Stored items:

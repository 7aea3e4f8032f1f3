use serde::{Deserialize, Serialize};
use thiserror::Error;

#[derive(Error, Debug)]
pub enum IntakeError {
    #[error("Configuration error: {0}")]
    Config(#[from] config::ConfigError),

    #[error("IO error: {0}")]
    Io(#[from] std::io::Error),

    #[error("Serialization error: {0}")]
    Serialization(#[from] toml::ser::Error),

    #[error("Deserialization error: {0}")]
    Deserialization(#[from] toml::de::Error),

    #[error("Camera device error: {0}")]
    Device(#[from] DeviceError),

    #[error("Capture error: {0}")]
    Capture(#[from] CaptureError),

    #[error("Event bus error: {0}")]
    EventBus(#[from] EventBusError),

    #[error("System error: {message}")]
    System { message: String },

    #[error("Component error in {component}: {message}")]
    Component { component: String, message: String },
}

impl IntakeError {
    pub fn system<S: Into<String>>(message: S) -> Self {
        Self::System {
            message: message.into(),
        }
    }

    pub fn component<S: Into<String>>(component: S, message: S) -> Self {
        Self::Component {
            component: component.into(),
            message: message.into(),
        }
    }
}

/// Outcome of a failed camera acquisition
#[derive(Error, Debug, Clone, Copy, PartialEq, Eq, Serialize, Deserialize)]
pub enum DeviceError {
    #[error("No camera capture capability on this platform")]
    NotSupported,

    #[error("Camera permission denied")]
    PermissionDenied,

    #[error("Camera unavailable")]
    Unavailable,
}

impl DeviceError {
    /// Text for the persistent warning banner shown while the Photo step is blocked
    pub fn user_message(&self) -> String {
        match self {
            DeviceError::NotSupported => "No camera detected on this device.".to_string(),
            DeviceError::PermissionDenied => {
                "Camera access was denied. Allow camera access and retry.".to_string()
            }
            DeviceError::Unavailable => "Camera not available. Cannot continue.".to_string(),
        }
    }
}

#[derive(Error, Debug, Clone, PartialEq, Eq)]
pub enum CaptureError {
    #[error("Camera session has no acquired stream")]
    NotAcquired,

    #[error("Camera has not produced a decodable frame yet")]
    NoFrame,

    #[error("Invalid frame data: {details}")]
    InvalidFrame { details: String },

    #[error("Image encoding failed: {details}")]
    Encode { details: String },

    #[error("Invalid data URI: {details}")]
    InvalidDataUri { details: String },
}

#[derive(Error, Debug, Clone)]
pub enum EventBusError {
    #[error("Failed to publish event: {details}")]
    PublishFailed { details: String },
}

pub type Result<T, E = IntakeError> = std::result::Result<T, E>;
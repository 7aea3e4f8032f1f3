use super::script::SessionScript;
use crate::camera::{DeviceCameraSession, MediaDevice, SyntheticCamera};
use crate::config::IntakeConfig;
use crate::error::{IntakeError, Result};
use crate::events::EventBus;
use crate::signature::SurfaceRect;
use crate::wizard::{AdvanceOutcome, EnterOutcome, FieldKey, Step, Submission, WizardEngine};
use serde::Serialize;
use std::collections::BTreeMap;
use std::sync::Arc;
use tracing::{info, warn};

/// How a scripted session ended
#[derive(Debug, Clone, Serialize)]
#[serde(tag = "status", rename_all = "lowercase")]
pub enum SessionReport {
    Completed {
        message: String,
        submission: Submission,
    },
    Blocked {
        step: Step,
        reason: String,
        /// Inline warning shown to the user, if any
        warning: Option<String>,
        errors: BTreeMap<FieldKey, String>,
    },
}

impl SessionReport {
    pub fn is_completed(&self) -> bool {
        matches!(self, SessionReport::Completed { .. })
    }
}

/// Replays a [`SessionScript`] through a fresh engine, acting as the rendering layer
pub struct SessionRunner {
    config: IntakeConfig,
    event_bus: Arc<EventBus>,
}

impl SessionRunner {
    pub fn new(config: IntakeConfig) -> Self {
        let event_bus = Arc::new(EventBus::with_debug_logging(
            config.system.event_bus_capacity,
        ));
        Self { config, event_bus }
    }

    pub fn event_bus(&self) -> Arc<EventBus> {
        Arc::clone(&self.event_bus)
    }

    /// Drive one session to completion or to the first refused advance.
    /// The camera is released whatever the outcome.
    pub async fn run(&self, script: &SessionScript) -> Result<SessionReport> {
        let device: Arc<dyn MediaDevice> = Arc::new(SyntheticCamera::new(
            script.camera,
            self.config.camera.resolution,
        ));
        let camera = Arc::new(DeviceCameraSession::new(device, &self.config.capture));
        let mut engine = WizardEngine::new(&self.config, camera, self.event_bus())?;

        engine.start();
        let report = self.drive(&mut engine, script).await;
        engine.teardown();

        match &report {
            Ok(SessionReport::Completed { submission, .. }) => {
                info!("Session {} completed as {}", engine.id(), submission.id)
            }
            Ok(SessionReport::Blocked { step, reason, .. }) => {
                warn!("Session {} stopped at {}: {}", engine.id(), step.title(), reason)
            }
            Err(e) => warn!("Session {} failed: {}", engine.id(), e),
        }
        report
    }

    async fn drive(
        &self,
        engine: &mut WizardEngine,
        script: &SessionScript,
    ) -> Result<SessionReport> {
        for (key, value) in script.field_values()? {
            engine.update_field(key, value);
        }
        let outcome = submit_last_field(engine);
        if let Some(report) = Self::settle_outcome(engine, outcome)? {
            return Ok(report);
        }

        let full_surface = SurfaceRect::new(
            0.0,
            0.0,
            self.config.signature.width as f32,
            self.config.signature.height as f32,
        );
        for stroke in &script.strokes {
            let bounds = stroke.bounds.unwrap_or(full_surface);
            let Some((first, rest)) = stroke.points.split_first() else {
                continue;
            };

            engine.begin_stroke(*first, bounds);
            for point in rest {
                engine.extend_stroke(*point, bounds);
            }
            engine.end_stroke()?;
        }
        let outcome = engine.request_advance();
        if let Some(report) = Self::settle_outcome(engine, outcome)? {
            return Ok(report);
        }

        engine.settle_camera().await;
        if script.take_photo && engine.state().camera_available() {
            let (width, height) = script.render_size;
            if let Err(e) = engine.capture_photo(width, height) {
                warn!("Photo capture failed: {}", e);
            }
        }

        let outcome = engine.request_advance();
        Self::settle_outcome(engine, outcome)?.ok_or_else(|| {
            IntakeError::system("Session advanced past the last step without completing")
        })
    }

    /// `None` while the flow keeps moving, otherwise the final report
    fn settle_outcome(
        engine: &WizardEngine,
        outcome: AdvanceOutcome,
    ) -> Result<Option<SessionReport>> {
        match outcome {
            AdvanceOutcome::Advanced(_) => Ok(None),
            AdvanceOutcome::Blocked(reason) => Ok(Some(SessionReport::Blocked {
                step: engine.current_step(),
                reason: reason.to_string(),
                warning: engine.state().warning().map(|w| w.message()),
                errors: engine.state().errors().clone(),
            })),
            AdvanceOutcome::Completed(submission) => Ok(Some(SessionReport::Completed {
                message: Submission::SUCCESS_MESSAGE.to_string(),
                submission,
            })),
            AdvanceOutcome::AlreadyCompleted => engine
                .submission()
                .cloned()
                .map(|submission| {
                    Some(SessionReport::Completed {
                        message: Submission::SUCCESS_MESSAGE.to_string(),
                        submission,
                    })
                })
                .ok_or_else(|| IntakeError::system("Flow completed without a submission")),
        }
    }
}

/// Enter in the last field submits the step, as a keyboard user would
fn submit_last_field(engine: &mut WizardEngine) -> AdvanceOutcome {
    let last = FieldKey::ALL[FieldKey::ALL.len() - 1];
    match engine.submit_field(last) {
        EnterOutcome::Advance(outcome) => outcome,
        EnterOutcome::Focus(_) => engine.request_advance(),
    }
}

Exercise directions: Take the lines from the start of the records through the line holding "#[derive(Error, Debug, Clone, PartialEq, Eq)]", both included, and please print them exactly, with nothing else.

Task result:
repository 7aea3e4f8032f1f3
use serde::{Deserialize, Serialize};
use thiserror::Error;

#[derive(Error, Debug)]
pub enum IntakeError {
    #[error("Configuration error: {0}")]
    Config(#[from] config::ConfigError),

    #[error("IO error: {0}")]
    Io(#[from] std::io::Error),

    #[error("Serialization error: {0}")]
    Serialization(#[from] toml::ser::Error),

    #[error("Deserialization error: {0}")]
    Deserialization(#[from] toml::de::Error),

    #[error("Camera device error: {0}")]
    Device(#[from] DeviceError),

    #[error("Capture error: {0}")]
    Capture(#[from] CaptureError),

    #[error("Event bus error: {0}")]
    EventBus(#[from] EventBusError),

    #[error("System error: {message}")]
    System { message: String },

    #[error("Component error in {component}: {message}")]
    Component { component: String, message: String },
}

impl IntakeError {
    pub fn system<S: Into<String>>(message: S) -> Self {
        Self::System {
            message: message.into(),
        }
    }

    pub fn component<S: Into<String>>(component: S, message: S) -> Self {
        Self::Component {
            component: component.into(),
            message: message.into(),
        }
    }
}

/// Outcome of a failed camera acquisition
#[derive(Error, Debug, Clone, Copy, PartialEq, Eq, Serialize, Deserialize)]
pub enum DeviceError {
    #[error("No camera capture capability on this platform")]
    NotSupported,

    #[error("Camera permission denied")]
    PermissionDenied,

    #[error("Camera unavailable")]
    Unavailable,
}

impl DeviceError {
    /// Text for the persistent warning banner shown while the Photo step is blocked
    pub fn user_message(&self) -> String {
        match self {
            DeviceError::NotSupported => "No camera detected on this device.".to_string(),
            DeviceError::PermissionDenied => {
                "Camera access was denied. Allow camera access and retry.".to_string()
            }
            DeviceError::Unavailable => "Camera not available. Cannot continue.".to_string(),
        }
    }
}

#[derive(Error, Debug, Clone, PartialEq, Eq)]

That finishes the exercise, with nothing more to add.